Vivemos um catolicismo provinciano até muito recentemente, depois uma censura real, e acabamos com uma redemocratização que vetou a crítica e entregou um modelo de mundo novo, com Estado ausente e pouca democracia real nas cidades. A elite se fechou em si mesma, o isolamento nas cidades aumentou, o marketing da vida-malhação nos transformou todos em atletas frustrados.

Até hoje é comum falarmos de "politização" e "polêmica" como algo ruim; mesmo onde há debate (por exemplo, em meios universitários), o papel da opinião pública parece afetar pouco os 55 vereadores da cidade, dependentes de doações de campanha; recentemente vemos uma onda conservadora criticando o "politicamente correto" ou mesmo os "direitos humanos" (numa sociedade que viveu da escravidão durante 400 anos). 

Mas houve melhora no nível de educação (investimento da classe C em ensino), a internet criou mais circulação de ideias, a era do monopólio já era.

O público brasileiro não quer mais ser ensinado, levado pela mão, doutrinado, mesmo que em nome de uma boa causa.
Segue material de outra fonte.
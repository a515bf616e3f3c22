use axum::{
    http::StatusCode,
    middleware as axum_mw,
    response::{IntoResponse, Response},
    routing::get,
    Router,
};
use std::any::Any;
use std::sync::Arc;
use std::time::Duration;
use tower_http::catch_panic::CatchPanicLayer;
use tower_http::cors::CorsLayer;
use tower_http::timeout::TimeoutLayer;

use crate::handlers::{self, AppError};
use crate::middleware::timing;
use crate::AppState;

/// Upper bound on a single request, read through write.
pub const REQUEST_TIMEOUT: Duration = Duration::from_secs(15);

/// Builds the full Axum `Router` with all routes and middleware.
pub fn create_router(state: Arc<AppState>) -> Router {
    let api = Router::new()
        // ── Events ──────────────────────────────────────────────
        .route(
            "/events",
            get(handlers::events::list_events).post(handlers::events::create_event),
        )
        // ── Metrics ─────────────────────────────────────────────
        .route("/metrics/daily", get(handlers::metrics::list_daily));

    Router::new()
        .route("/healthz", get(handlers::health::healthz))
        .nest("/api/v1", api)
        .fallback(handlers::not_found)
        // ── Provide shared state to all routes above ────────────
        .with_state(state)
        // ── Global middleware (applied bottom-up) ───────────────
        .layer(CatchPanicLayer::custom(panic_response))
        .layer(TimeoutLayer::new(REQUEST_TIMEOUT))
        .layer(axum_mw::map_response(timeout_response))
        .layer(CorsLayer::permissive())
        // Outermost so guard responses and preflights are timed too
        .layer(axum_mw::from_fn(timing::timing_middleware))
}

/// `TimeoutLayer` answers with a bare 408; give it the JSON error body.
async fn timeout_response(response: Response) -> Response {
    if response.status() == StatusCode::REQUEST_TIMEOUT {
        return AppError::Timeout.into_response();
    }
    response
}

fn panic_response(err: Box<dyn Any + Send + 'static>) -> Response {
    let detail = err
        .downcast_ref::<String>()
        .map(String::as_str)
        .or_else(|| err.downcast_ref::<&str>().copied())
        .unwrap_or("unknown panic");
    tracing::error!(detail, "handler panicked");

    AppError::Internal("internal server error".into()).into_response()
}
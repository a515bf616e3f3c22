use chrono::Utc;
use parking_lot::RwLock;

use super::{seed, window, Store, StoreError};
use crate::domain::{CreateEventInput, Event, Metric};

// ─── Public types ────────────────────────────────────────────────

/// In-process store. One lock guards both collections jointly, so an
/// event write also excludes metric reads for its duration.
pub struct MemoryStore {
    inner: RwLock<Inner>,
}

// ─── Internal state ──────────────────────────────────────────────

struct Inner {
    /// Storage order = creation order
    events: Vec<Event>,
    /// Fixed at construction
    metrics: Vec<Metric>,
}

// ─── MemoryStore impl ────────────────────────────────────────────

impl MemoryStore {
    /// Store pre-populated with the seed dataset so a UI can render
    /// immediately.
    pub fn seeded() -> Self {
        let now = Utc::now();
        Self::with_data(seed::events(now), seed::metrics(now))
    }

    pub fn with_data(events: Vec<Event>, metrics: Vec<Metric>) -> Self {
        Self {
            inner: RwLock::new(Inner { events, metrics }),
        }
    }

    pub fn event_count(&self) -> usize {
        self.inner.read().events.len()
    }

    pub fn metric_count(&self) -> usize {
        self.inner.read().metrics.len()
    }
}

impl Default for MemoryStore {
    fn default() -> Self {
        Self::with_data(Vec::new(), Vec::new())
    }
}

impl Store for MemoryStore {
    fn list_events(&self, limit: i64) -> Result<Vec<Event>, StoreError> {
        let inner = self.inner.read();

        // Newest first; on equal timestamps the later-stored event wins
        let mut cloned = inner.events.clone();
        cloned.reverse();
        cloned.sort_by(|a, b| b.occurred_at.cmp(&a.occurred_at));
        cloned.truncate(window(limit, cloned.len()));

        Ok(cloned)
    }

    fn create_event(&self, input: CreateEventInput) -> Result<Event, StoreError> {
        let mut inner = self.inner.write();

        // Stamped under the write lock so storage order matches time order
        let event = Event {
            id: uuid::Uuid::new_v4().to_string(),
            title: input.title,
            content: input.content,
            mood: input.mood,
            tags: input.tags,
            media_refs: input.media_refs,
            occurred_at: Utc::now(),
        };
        inner.events.push(event.clone());
        drop(inner);

        tracing::debug!(id = %event.id, "event created");
        Ok(event)
    }

    fn list_metrics(&self, count: i64) -> Result<Vec<Metric>, StoreError> {
        let inner = self.inner.read();

        let take = window(count, inner.metrics.len());
        let mut latest = inner.metrics[inner.metrics.len() - take..].to_vec();
        latest.sort_by(|a, b| a.date.cmp(&b.date));

        Ok(latest)
    }
}
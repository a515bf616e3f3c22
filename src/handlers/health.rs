use axum::Json;
use serde_json::{json, Value};

/// Liveness probe. Never fails.
pub async fn healthz() -> Json<Value> {
    Json(json!({ "status": "ok" }))
}
pub mod timing;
Será que isso reflete uma sociedade autoritária, onde não existem dúvidas? Claro, vocês dirão, isso é uma generalização em cima de dois ou três casos - mas o que conta aqui é a concepção de arte: um simples meio transparente para a luz da doutrina? Temos dificuldade em achar o âmago da contradição, numa sociedade (como a paulistana) onde a inércia do capital apaga o desejo por e as esperanças de mudança? Onde "reintegração de posse" virou uma forma de esconder a humilhação da falta de casas?

Ou talvez nos falte ainda a ideia de que a arte é criação de densidades, perguntas, uma forma de revelar o difícil que é o simples, e vivamos numa cultura que jamais saiu da certeza.